Dreams are essential to the human spirit. They focus our ideals and fire our passions. They inspire us to speak out, to convey our deep-seated desire to change things for good. It’s a safe guess that every major advance in history started with a dream. When we’re not careful, though, dreams can get tricky. They can induce types of highly addictive euphoria and self-aggrandizement that derail the objectives behind them. If it hasn’t happened to some of us, we’ve witnessed it in others. Dreams become things unto themselves, detached from reality and divorced from logic. Caring more about them than what they promise trivializes our dreams into hollow drama—famously described by Shakespeare as “sound and fury, signifying nothing.”

Our Sleepless God

God doesn’t dream. In Psalm 121.3, we learn He doesn’t even sleep: “He who watches over you will not slumber.” It makes sense. With all of us chasing dreams and manufacturing drama, how could He risk closing His eyes for a second? As with any good parent, His children's dreams keep Him wide-awake.

But the comparison stops there, because He’s better than the rest regarding our dreams. He knows them and us, why they’re important to us, and—above anything—the motives and conditions that conjure them. He has total command of the workings of the world, what’s required to realize our dreams, and every complication going into and coming out of them. From there, He puts things together for our good. (Romans 8.28) Depending on what’s best, either He reshapes reality to our dreams OR He reshapes us to our reality.

Indefinite Deferrals

That “OR” is often tough to handle. Once we start sensing God wants to change us instead of what we want changed, we grow disenchanted and even try to regain control of our dreams. It’s an unfortunate move, however, since it inevitably results in an indefinite deferral. According to David, being happy with God’s work in our lives affects our dreams. “Delight yourself in the LORD,” Psalm 37.7 says, “and He will give you the desires of your heart.”

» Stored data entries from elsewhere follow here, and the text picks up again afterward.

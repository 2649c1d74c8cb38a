/// Per-page processing states
///
/// Every dequeued URL walks this machine to exactly one terminal state.
use crate::HarvestError;
use std::fmt;

/// Represents where a page is in the fetch pipeline
#[derive(Debug, Clone, Copy, PartialEq, Eq, Hash)]
pub enum PageState {
    // ===== Active States =====
    /// Pulled from the frontier
    Dequeued,

    /// URL reduced to its canonical key
    Normalized,

    /// Render race in flight
    Rendering,

    /// Render produced page text
    Rendered,

    /// Content digest computed
    Hashed,

    /// Change detector asked for a rewrite
    Changed,

    /// Change detector found nothing new
    Unchanged,

    /// Artifact and fingerprint written
    Persisted,

    /// Outbound links collected
    LinksExtracted,

    /// Eligible children pushed to the frontier
    ChildrenEnqueued,

    /// Timer won the render race
    TimedOut,

    /// Render, conversion or persistence failed
    Failed,

    // ===== Terminal States =====
    /// Canonical URL was already visited; discarded
    AlreadySeen,

    /// Counted as new or updated
    StatsUpdated,

    /// Counted as skipped
    SkippedRecorded,

    /// Counted as an error
    ErrorRecorded,
}

impl PageState {
    /// Returns true if this is a terminal state (no further processing needed)
    pub fn is_terminal(&self) -> bool {
        matches!(
            self,
            Self::AlreadySeen | Self::StatsUpdated | Self::SkippedRecorded | Self::ErrorRecorded
        )
    }

    /// Returns true if moving from `self` to `next` is a legal step
    pub fn can_transition_to(&self, next: PageState) -> bool {
        use PageState::*;

        matches!(
            (self, next),
            (Dequeued, Normalized)
                | (Dequeued, Failed)
                | (Normalized, AlreadySeen)
                | (Normalized, Rendering)
                | (Rendering, Rendered)
                | (Rendering, TimedOut)
                | (Rendering, Failed)
                | (Rendered, Hashed)
                | (Hashed, Changed)
                | (Hashed, Unchanged)
                | (Unchanged, SkippedRecorded)
                | (Unchanged, LinksExtracted)
                | (Changed, Persisted)
                | (Changed, Failed)
                | (Persisted, LinksExtracted)
                | (Persisted, StatsUpdated)
                | (LinksExtracted, ChildrenEnqueued)
                | (ChildrenEnqueued, StatsUpdated)
                | (ChildrenEnqueued, SkippedRecorded)
                | (TimedOut, ErrorRecorded)
                | (Failed, ErrorRecorded)
        )
    }

    pub fn as_str(&self) -> &'static str {
        match self {
            Self::Dequeued => "dequeued",
            Self::Normalized => "normalized",
            Self::Rendering => "rendering",
            Self::Rendered => "rendered",
            Self::Hashed => "hashed",
            Self::Changed => "changed",
            Self::Unchanged => "unchanged",
            Self::Persisted => "persisted",
            Self::LinksExtracted => "links_extracted",
            Self::ChildrenEnqueued => "children_enqueued",
            Self::TimedOut => "timed_out",
            Self::Failed => "failed",
            Self::AlreadySeen => "already_seen",
            Self::StatsUpdated => "stats_updated",
            Self::SkippedRecorded => "skipped_recorded",
            Self::ErrorRecorded => "error_recorded",
        }
    }
}

impl fmt::Display for PageState {
    fn fmt(&self, f: &mut fmt::Formatter<'_>) -> fmt::Result {
        write!(f, "{}", self.as_str())
    }
}

/// Tracks one page through the state machine
#[derive(Debug)]
pub struct PageTracker {
    url: String,
    state: PageState,
}

impl PageTracker {
    pub fn new(url: impl Into<String>) -> Self {
        Self {
            url: url.into(),
            state: PageState::Dequeued,
        }
    }

    pub fn state(&self) -> PageState {
        self.state
    }

    /// Moves to `next`, rejecting transitions the machine does not allow
    pub fn advance(&mut self, next: PageState) -> Result<(), HarvestError> {
        if !self.state.can_transition_to(next) {
            return Err(HarvestError::InvalidTransition {
                from: self.state,
                to: next,
            });
        }
        tracing::trace!("{}: {} -> {}", self.url, self.state, next);
        self.state = next;
        Ok(())
    }
}
use crate::{UrlError, UrlResult};
use url::Url;

/// Normalizes a URL into its canonical frontier/storage key
///
/// # Normalization Steps
///
/// 1. Parse the URL; reject if malformed
/// 2. Reject anything that is not HTTP or HTTPS, or has no host
/// 3. Remove fragment (everything after #)
/// 4. Remove the query string
/// 5. Remove a single trailing slash
///
/// Scheme, host and path are otherwise kept as the URL parser serializes them.
///
/// # Arguments
///
/// * `url_str` - The URL string to normalize
///
/// # Returns
///
/// * `Ok(String)` - Normalized URL
/// * `Err(UrlError)` - Failed to parse the URL
///
/// # Examples
///
/// ```
/// use doc_ripple::url::normalize_url;
///
/// let url = normalize_url("https://docs.example.com/guide/?lang=en#intro").unwrap();
/// assert_eq!(url, "https://docs.example.com/guide");
/// ```
pub fn normalize_url(url_str: &str) -> UrlResult<String> {
    let mut url = Url::parse(url_str.trim()).map_err(|e| UrlError::Parse(e.to_string()))?;

    if url.scheme() != "http" && url.scheme() != "https" {
        return Err(UrlError::InvalidScheme(format!(
            "Only HTTP and HTTPS schemes are supported, got: {}",
            url.scheme()
        )));
    }

    if url.host_str().is_none() {
        return Err(UrlError::MissingHost);
    }

    url.set_fragment(None);
    url.set_query(None);

    let mut normalized: String = url.into();
    if normalized.ends_with('/') {
        normalized.pop();
    }

    Ok(normalized)
}
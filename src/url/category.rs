use crate::config::CrawlerConfig;
use crate::url::{matches_prefix, normalize_url};
use std::path::{Path, PathBuf};
use url::Url;

/// Where a page's artifact lives, relative to the output directory
#[derive(Debug, Clone, PartialEq, Eq)]
pub struct ArtifactLocation {
    /// Grouping label derived from the URL path
    pub category: String,

    /// File stem inside the category directory
    pub slug: String,
}

impl ArtifactLocation {
    /// `output_dir/<category>/<slug>.<extension>`
    pub fn path(&self, output_dir: &Path, extension: &str) -> PathBuf {
        output_dir
            .join(&self.category)
            .join(format!("{}.{}", self.slug, extension))
    }
}

/// Derives categories and slugs from URLs
///
/// The category is the first path segment below the longest matching root;
/// the slug is every remaining segment joined with `_`. A URL equal to its
/// root lands in `root/index`.
#[derive(Debug, Clone)]
pub struct CategoryResolver {
    roots: Vec<String>,
}

impl CategoryResolver {
    pub fn new(roots: Vec<String>) -> Self {
        Self { roots }
    }

    /// Uses the allowed prefixes as roots, or the start URL's parent when
    /// no prefixes are configured
    pub fn from_config(config: &CrawlerConfig) -> Self {
        let roots = if config.allowed_prefixes.is_empty() {
            parent_of(&config.start_url).into_iter().collect()
        } else {
            config
                .allowed_prefixes
                .iter()
                .filter_map(|p| normalize_url(p).ok())
                .collect()
        };
        Self::new(roots)
    }

    /// Resolves a normalized URL to its artifact location
    ///
    /// # Examples
    ///
    /// ```
    /// use doc_ripple::url::CategoryResolver;
    ///
    /// let resolver = CategoryResolver::new(vec!["https://example.com/documentation".into()]);
    /// let location = resolver.resolve("https://example.com/documentation/SwiftUI/View/body");
    /// assert_eq!(location.category, "swiftui");
    /// assert_eq!(location.slug, "view_body");
    /// ```
    pub fn resolve(&self, normalized_url: &str) -> ArtifactLocation {
        let root = self
            .roots
            .iter()
            .filter(|root| matches_prefix(root, normalized_url))
            .max_by_key(|root| root.len());

        let remainder = match root {
            Some(root) => normalized_url[root.len()..].to_string(),
            None => Url::parse(normalized_url)
                .map(|u| u.path().to_string())
                .unwrap_or_default(),
        };

        let segments: Vec<String> = remainder
            .split('/')
            .map(sanitize_segment)
            .filter(|s| !s.is_empty())
            .collect();

        match segments.split_first() {
            Some((category, rest)) if !rest.is_empty() => ArtifactLocation {
                category: category.clone(),
                slug: rest.join("_"),
            },
            Some((category, _)) => ArtifactLocation {
                category: category.clone(),
                slug: "index".to_string(),
            },
            None => ArtifactLocation {
                category: "root".to_string(),
                slug: "index".to_string(),
            },
        }
    }
}

fn parent_of(url_str: &str) -> Option<String> {
    let normalized = normalize_url(url_str).ok()?;
    let mut url = Url::parse(&normalized).ok()?;
    if let Ok(mut segments) = url.path_segments_mut() {
        segments.pop_if_empty().pop();
    }
    normalize_url(url.as_str()).ok()
}

fn sanitize_segment(segment: &str) -> String {
    let lowered: String = segment
        .to_lowercase()
        .chars()
        .map(|c| {
            if c.is_ascii_alphanumeric() || c == '-' || c == '_' {
                c
            } else {
                '-'
            }
        })
        .collect();
    lowered.trim_matches('-').to_string()
}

It’s that basic: no delight, no dream. When we get that, we stop holding onto dreams, talking them up. We start standing in awe, bedazzled by our Creator’s power and wisdom to see through our dreams to the desires driving them. If we truly want God to do awesome things in us, for us, and through us, we’ll make Habakkuk 3.2 our heart’s prayer: “I stand in awe of your deeds, O LORD. Renew them in our day, in our time make them known.”